Shukri and the government agree that Kartoum's statements are hearsay statements admitted for the truth of the matter asserted, and hearsay statements are inadmissible as a general rule under Rule 802 of the Federal Rules of Evidence. See Fed. R. Evid. 802. However, Rule 804(b)(3) permits admission of a hearsay statement "which was at the time of its making... so far tended to subject the declarant to civil or criminal liability... that a reasonable person in the declarant's position would not have made the statement unless believing it to be true." Fed. R. Evid. 804(b)(3). For the Rule 804(b)(3) exception to apply, the proponent of an inculpatory hearsay statement must show that (1) the declarant is unavailable to testify at trial; (2) the statement was against the declarant's penal interest; and (3) corroborating circumstances bolster the statement's trustworthiness. See American Auto. Accessories, Inc. v. Fishman, 175 F.3d 534, 540 (7th Cir. 1999); United States v. Garcia, 897 F.2d 1413, 1420 (7th Cir. 1990). We review the district court's decision to admit hearsay testimony under Rule 804(b)(3) for abuse of discretion. See United States v. Amerson, 185 F.3d 676, 681 (7th Cir. 1999).1

Shukri acknowledged that Kartoum fled the country before trial and was unavailable to testify himself. Furthermore, Shukri admitted in his motion in limine that Kartoum's statements were "most definitely against Kartoum's penal interest." Indeed they were, because Kartoum discussed his intimate knowledge of and involvement in the multiple thefts for which both he and Shukri were arrested. See United States v. York, 933 F.2d 1343, 1361 (7th Cir. 1991) (holding that statements demonstrating inside knowledge of the crime are against penal interest); see also United States v. Barone, 114 F.3d 1284, 1297 (1st Cir. 1997).
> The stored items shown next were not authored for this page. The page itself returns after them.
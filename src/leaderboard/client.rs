//! HTTP client for the leaderboard API

use reqwest::{Client, Response, StatusCode};
use serde::Deserialize;
use serde_json::json;
use std::time::Duration;
use tracing::warn;

use super::entry::{validate_name, LeaderboardEntry, ValidationError};
use super::error::LeaderboardError;
use super::service::SubmitOutcome;

/// Timeout for leaderboard calls
const REQUEST_TIMEOUT: Duration = Duration::from_secs(10);

/// Header carrying the API key
pub const API_KEY_HEADER: &str = "x-api-key";

#[derive(Deserialize)]
struct ErrorBody {
    error: String,
}

/// Leaderboard API client used at the end of a game session
#[derive(Clone)]
pub struct LeaderboardClient {
    client: Client,
    base_url: String,
    api_key: Option<String>,
}

impl LeaderboardClient {
    pub fn new(base_url: &str) -> Self {
        let client = Client::builder()
            .timeout(REQUEST_TIMEOUT)
            .build()
            .unwrap_or_default();

        Self {
            client,
            base_url: base_url.trim_end_matches('/').to_string(),
            api_key: None,
        }
    }

    pub fn with_api_key(mut self, api_key: impl Into<String>) -> Self {
        self.api_key = Some(api_key.into());
        self
    }

    fn url(&self) -> String {
        format!("{}/leaderboard", self.base_url)
    }

    fn with_key(&self, request: reqwest::RequestBuilder) -> reqwest::RequestBuilder {
        match &self.api_key {
            Some(key) => request.header(API_KEY_HEADER, key),
            None => request,
        }
    }

    /// Top `n` entries
    pub async fn fetch_top(&self, n: usize) -> Result<Vec<LeaderboardEntry>, LeaderboardError> {
        let response = self
            .client
            .get(self.url())
            .send()
            .await
            .map_err(transport_error)?;

        let response = check_status(response).await?;
        let mut entries: Vec<LeaderboardEntry> =
            response.json().await.map_err(transport_error)?;
        entries.truncate(n);
        Ok(entries)
    }

    /// Submit a score.
    ///
    /// The name is validated locally first, so bad names never leave the
    /// client.
    pub async fn submit(&self, name: &str, score: u32) -> Result<SubmitOutcome, LeaderboardError> {
        let name = validate_name(name)?;

        let response = self
            .with_key(self.client.post(self.url()))
            .json(&json!({ "name": name, "score": score }))
            .send()
            .await
            .map_err(transport_error)?;

        let response = check_status(response).await?;
        response.json().await.map_err(transport_error)
    }

    /// Administrative reset; `Ok(false)` when the secret was refused
    pub async fn reset(&self, secret: &str) -> Result<bool, LeaderboardError> {
        let response = self
            .with_key(self.client.delete(self.url()))
            .json(&json!({ "secret": secret }))
            .send()
            .await
            .map_err(transport_error)?;

        match check_status(response).await {
            Ok(_) => Ok(true),
            Err(LeaderboardError::Authorization(_)) => Ok(false),
            Err(e) => Err(e),
        }
    }
}

fn transport_error(err: reqwest::Error) -> LeaderboardError {
    warn!(error = %err, "Leaderboard request failed");
    LeaderboardError::BackendUnavailable(err.to_string())
}

/// Map API error statuses onto the error taxonomy
async fn check_status(response: Response) -> Result<Response, LeaderboardError> {
    let status = response.status();
    if status.is_success() {
        return Ok(response);
    }

    let retry_after_secs = response
        .headers()
        .get(reqwest::header::RETRY_AFTER)
        .and_then(|v| v.to_str().ok())
        .and_then(|v| v.parse::<u64>().ok())
        .unwrap_or(0);

    let message = match response.json::<ErrorBody>().await {
        Ok(body) => body.error,
        Err(_) => status.to_string(),
    };

    Err(match status {
        StatusCode::BAD_REQUEST => ValidationError::from_message(&message).into(),
        StatusCode::UNAUTHORIZED | StatusCode::FORBIDDEN => LeaderboardError::Authorization(message),
        StatusCode::TOO_MANY_REQUESTS => LeaderboardError::RateLimited { retry_after_secs },
        _ => LeaderboardError::BackendUnavailable(message),
    })
}

#[cfg(test)]
mod tests {
    use super::*;

    #[tokio::test]
    async fn test_invalid_name_rejected_locally() {
        // Nothing listens here; validation must fail before any request
        let client = LeaderboardClient::new("http://127.0.0.1:9");
        let err = client.submit(&"x".repeat(21), 10).await.unwrap_err();
        assert_eq!(err, LeaderboardError::Validation(ValidationError::NameLength));
        assert!(!err.is_retryable());
    }

    #[tokio::test]
    async fn test_unreachable_server_is_retryable() {
        let client = LeaderboardClient::new("http://127.0.0.1:9/");
        let err = client.fetch_top(10).await.unwrap_err();
        assert!(matches!(err, LeaderboardError::BackendUnavailable(_)));
        assert!(err.is_retryable());
    }
}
Although Shukri's counsel unequivocally waived the argument that Kartoum's statements were not against penal interest, Shukri insists that waiver does not apply to him on appeal because his trial lawyer acted without consulting him and he personally would not have agreed. Shukri cites for support a line of cases which hold that certain personal rights can be waived only with the knowing and personal approval of the defendant himself. See, e.g., United States v. Elkins, 176 F.3d 1016, 1021 (7th Cir. 1999) (waiver of right to plead not guilty); United States v. Robinson, 8 F.3d 418, 421 (7th Cir. 1993) (waiver of jury trial); United States v. Taylor, 113 F.3d 1136, 1140 (10th Cir. 1997) (waiver of right to counsel). Shukri, however, provides no convincing reason that arguments under Rule 804(b)(3) are analogous to, and ought to be included among, the few fundamental rights for which a defendant himself must waive...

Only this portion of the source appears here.